Public memorial in Roswell, Georgia, US

Faces of War Memorial is a Vietnam War memorial located in Roswell, Georgia, in the United States. It is located on the grounds of Roswell City Hall and was dedicated on Memorial Day on May 29, 1995.

The monument has a height of 14 ft and a width of 20 ft. The monument is made of brick enclosing a sculpted bronze centerpiece topped with a capstone made of Georgia marble. The bronze-cast centerpiece depicts a soldier reaching for the outstretched hand of a small girl, surrounded by background of fifty faces, all variously displaying a range of emotions. A thin cascade of water flows over the faces from the top of the monument.

A Memorial Day ceremony is held annually at the Faces of War Memorial which began in 1998, though it was not held in 2020 due to the COVID-19 pandemic. Roswell's annual Memorial Day ceremony is the largest Memorial Day event in the state of Georgia.

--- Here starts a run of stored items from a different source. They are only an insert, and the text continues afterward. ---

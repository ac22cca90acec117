mod config;
mod dispatch;
mod focus;
mod geometry;
mod ipc;
mod layout;
mod registry;
mod resize;
mod spawn;
mod state;
mod status;
#[cfg(test)]
mod testing;
mod window_system;
mod workspace;
mod x11;

use std::path::{Path, PathBuf};
use std::process::ExitCode;

use clap::Parser;
use log::LevelFilter;
use stackwm_common::FileLogger;

use config::Config;
use dispatch::Dispatcher;
use ipc::IpcServer;
use spawn::CommandSpawner;
use status::{NullStatusBar, StatusBar};
use x11::X11WindowSystem;

/// A small master/stack tiling window manager for X11.
#[derive(Parser, Debug)]
#[command(name = "stackwm")]
#[command(author, version, about, long_about = None)]
struct Cli {
    /// Path to a configuration file. Defaults to the user config, then
    /// /etc/stackwm/config.toml.
    #[arg(short, long, value_name = "FILE")]
    config: Option<PathBuf>,

    /// Parse the configuration, print the resulting bindings and exit.
    #[arg(long)]
    check_config: bool,

    /// Log at trace level.
    #[arg(short, long)]
    verbose: bool,
}

fn main() -> ExitCode {
    let cli = Cli::parse();

    if cli.check_config {
        return check_config(cli.config.as_deref());
    }

    let level = if cli.verbose {
        LevelFilter::Trace
    } else {
        LevelFilter::Debug
    };
    if let Err(e) = FileLogger::init(level) {
        eprintln!("Failed to initialize logging: {}", e);
    }

    log::info!("Starting stackwm {}", env!("CARGO_PKG_VERSION"));

    let config = Config::load(cli.config.as_deref());
    spawn::reap_children_automatically();

    let ws = match X11WindowSystem::connect() {
        Ok(ws) => ws,
        Err(e) => {
            log::error!("Cannot start: {}", e);
            return ExitCode::FAILURE;
        }
    };

    let status: Box<dyn StatusBar> = if config.status.ipc {
        match IpcServer::new() {
            Ok(server) => Box::new(server),
            Err(e) => {
                log::warn!("IPC disabled: {}", e);
                Box::new(NullStatusBar)
            }
        }
    } else {
        Box::new(NullStatusBar)
    };

    let mut dispatcher = Dispatcher::new(ws, &config, Box::new(CommandSpawner), status);

    if let Err(e) = dispatcher.setup() {
        log::error!("Failed to install grabs: {}", e);
        return ExitCode::FAILURE;
    }

    match dispatcher.run() {
        Ok(()) => {
            log::info!("stackwm exiting");
            ExitCode::SUCCESS
        }
        Err(e) => {
            log::error!("Display connection lost: {}", e);
            ExitCode::FAILURE
        }
    }
}

fn check_config(path: Option<&Path>) -> ExitCode {
    let candidates = Config::candidates(path);

    let config = match candidates.iter().find(|p| p.exists()) {
        Some(p) => match Config::load_from_path(p) {
            Ok(config) => {
                println!("{}: ok", p.display());
                config
            }
            Err(e) => {
                eprintln!("{}: {}", p.display(), e);
                return ExitCode::FAILURE;
            }
        },
        None if path.is_some() => {
            eprintln!("{}: not found", candidates[0].display());
            return ExitCode::FAILURE;
        }
        None => {
            println!("No config file found, using defaults");
            Config::default()
        }
    };

    let bindings = config.keybinds.get_all_bindings();
    if bindings.len() < config.keybinds.bind.len() {
        eprintln!(
            "{} of {} bindings are invalid",
            config.keybinds.bind.len() - bindings.len(),
            config.keybinds.bind.len()
        );
    }
    for (keybind, action) in &bindings {
        println!("{:?} keysym {:#x} => {:?}", keybind.modifiers, keybind.keysym, action);
    }
    println!(
        "gap {} bar {} master ratio {} workspaces {} max clients {}",
        config.gap(),
        config.bar_height(),
        config.layout.master_ratio,
        config.layout.workspaces,
        config.max_clients()
    );

    ExitCode::SUCCESS
}
impl Config {
    /// Files tried in order: `path` alone when given, else the user config
    /// then the system config.
    pub fn candidates(path: Option<&Path>) -> Vec<PathBuf> {
        match path {
            Some(p) => vec![p.to_path_buf()],
            None => vec![
                stackwm_config_dir().join("config.toml"),
                system_config_path(),
            ],
        }
    }

    /// Loads the first readable file from [`Config::candidates`], else
    /// defaults. Unreadable files are logged and skipped.
    pub fn load(path: Option<&Path>) -> Self {
        for candidate in Self::candidates(path) {
            if !candidate.exists() {
                if path.is_some() {
                    log::warn!("Config file {} does not exist", candidate.display());
                }
                continue;
            }
            match Self::load_from_path(&candidate) {
                Ok(config) => {
                    log::info!("Loaded config from {}", candidate.display());
                    return config;
                }
                Err(e) => {
                    log::warn!("Failed to load {}: {}", candidate.display(), e);
                }
            }
        }

        log::info!("Using default configuration");
        Self::default()
    }

    pub fn load_from_path(path: &Path) -> Result<Self, String> {
        let content =
            std::fs::read_to_string(path).map_err(|e| format!("Failed to read file: {}", e))?;
        Self::parse(&content)
    }

    pub fn parse(content: &str) -> Result<Self, String> {
        toml::from_str(content).map_err(|e| format!("Failed to parse TOML: {}", e))
    }

    pub fn gap(&self) -> i32 {
        self.appearance.gap.clamp(0, MAX_GAP)
    }

    pub fn bar_height(&self) -> i32 {
        self.appearance.bar_height.clamp(0, MAX_BAR_HEIGHT)
    }

    pub fn max_clients(&self) -> usize {
        self.layout.max_clients.max(1)
    }

    pub fn resize_modifier(&self) -> Modifiers {
        match self.keybinds.parse_modifiers(&self.mouse.resize_modifier) {
            Some(mods) => mods,
            None => {
                log::warn!(
                    "Invalid resize modifier '{}', using alt",
                    self.mouse.resize_modifier
                );
                Modifiers::ALT
            }
        }
    }
}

The monument was designed by local architect Zachary Henderson, and the bronze-cast centerpiece of the monument was sculpted by local husband-and-wife sculptors Don Haugen and Teena Stern.

==History==
The idea for the memorial was conceived in 1990 by a small group of local veterans. The group coordinated fundraising efforts for the monument, which included benefit concerts and selling inscribed bricks which would be laid on both the monument itself as well as along the walkway leading to the monument. A miniature model of the finalized design of the memorial was unveiled at a fundraising auction in 1993.

Construction of the monument began in mid-1994, and was completed at a cost of $150,000 and formally dedicated on Memorial Day on May 29, 1995. The dedication ceremony included a commemoration speech by Georgia's Secretary of State Max Cleland, as well as helicopter and fighter jet flyovers in a missing man formation.